Wife, Patty, has a fitness tracker watch. A friend was wearing one and Patty liked it and bought one for herself. Don’t ask me the brand name. But it measures blood pressure, heart rate, number of steps taken in a day, and a whole bunch of other things, even sleep patterns. Patty is high-tech. I still straddle the 20th and 21st centuries.

What is curious is that her purchase occurred at about the same time I was reading that doing 40 push-ups indicated heart fitness (I wrote about it in an earlier newsletter), and now she’s wearing a watch that measures steps-per-day as a fitness indicator.

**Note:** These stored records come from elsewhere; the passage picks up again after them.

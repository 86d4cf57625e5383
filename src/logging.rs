//! Tracing subscriber setup.
//!
//! `RUST_LOG` wins over the CLI level when set. With a log file, events are
//! appended to it (no ANSI colours) instead of going to stderr.

use std::fs::{self, OpenOptions};
use std::path::Path;
use std::sync::Mutex;

use clap::ValueEnum;
use tracing::debug;
use tracing_subscriber::EnvFilter;

use crate::error::AppError;

#[derive(Debug, Clone, Copy, PartialEq, Eq, Default, ValueEnum)]
pub enum LogLevel {
    Debug,
    #[default]
    Info,
    Warn,
    Error,
}

impl LogLevel {
    pub fn as_str(self) -> &'static str {
        match self {
            LogLevel::Debug => "debug",
            LogLevel::Info => "info",
            LogLevel::Warn => "warn",
            LogLevel::Error => "error",
        }
    }
}

pub fn env_filter(level: LogLevel) -> EnvFilter {
    EnvFilter::try_from_default_env().unwrap_or_else(|_| EnvFilter::new(level.as_str()))
}

/// Install the global subscriber. A second call is a no-op.
pub fn init_logging(level: LogLevel, log_file: Option<&Path>) -> Result<(), AppError> {
    let show_target = level == LogLevel::Debug;

    let installed = match log_file {
        Some(path) => {
            if let Some(dir) = path.parent().filter(|d| !d.as_os_str().is_empty()) {
                fs::create_dir_all(dir).map_err(|e| {
                    AppError::new(2, format!("Cannot create log directory {}: {e}", dir.display()))
                })?;
            }
            let file = OpenOptions::new()
                .create(true)
                .append(true)
                .open(path)
                .map_err(|e| {
                    AppError::new(2, format!("Cannot open log file {}: {e}", path.display()))
                })?;
            tracing_subscriber::fmt()
                .with_env_filter(env_filter(level))
                .with_target(show_target)
                .with_ansi(false)
                .with_writer(Mutex::new(file))
                .try_init()
        }
        None => tracing_subscriber::fmt()
            .with_env_filter(env_filter(level))
            .with_target(show_target)
            .with_writer(std::io::stderr)
            .try_init(),
    };

    match installed {
        Ok(()) => debug!(level = level.as_str(), "logging initialised"),
        Err(e) => debug!(error = %e, "subscriber already installed"),
    }
    Ok(())
}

How indicative, really, of heart health and fitness are these measurements? Honestly, I don’t know. Certainly being able to do 40 push-ups in a row demonstrates a good degree of upper-body strength and overall fitness. Those who can do them should be pleased. Still, the credence given the 40 push-ups test as an indicator of actual heart health is, to me, at least a bit questionable.

Another recent measurement (supposedly scientific) claims some longevity predictability can be based on your ability to rise from the floor with legs crossed to standing without assistance. Certainly strong legs and a good degree of flexibility are required. (Note: women, generally, may be at a somewhat anatomical disadvantage doing this, though it is not mentioned in what I read). But is it at all a predictor of life span?

Back to the other measurement tool, fitness tracker watches. It has become a common belief that one’s goal should be taking 10,000 steps per day. There’s nothing wrong, of course, with doing that much walking. But where did this figure of 10,000 come from? Is there good science to back it up? Maybe. Maybe not. Could the fitness-watch manufacturer have had a hand in coming up with that exact number? Widespread belief in it would sell a lot fitness watches. Recently, the 10,000 number was questioned and is now revised downward to 7,500 steps. You can look up the steps question here.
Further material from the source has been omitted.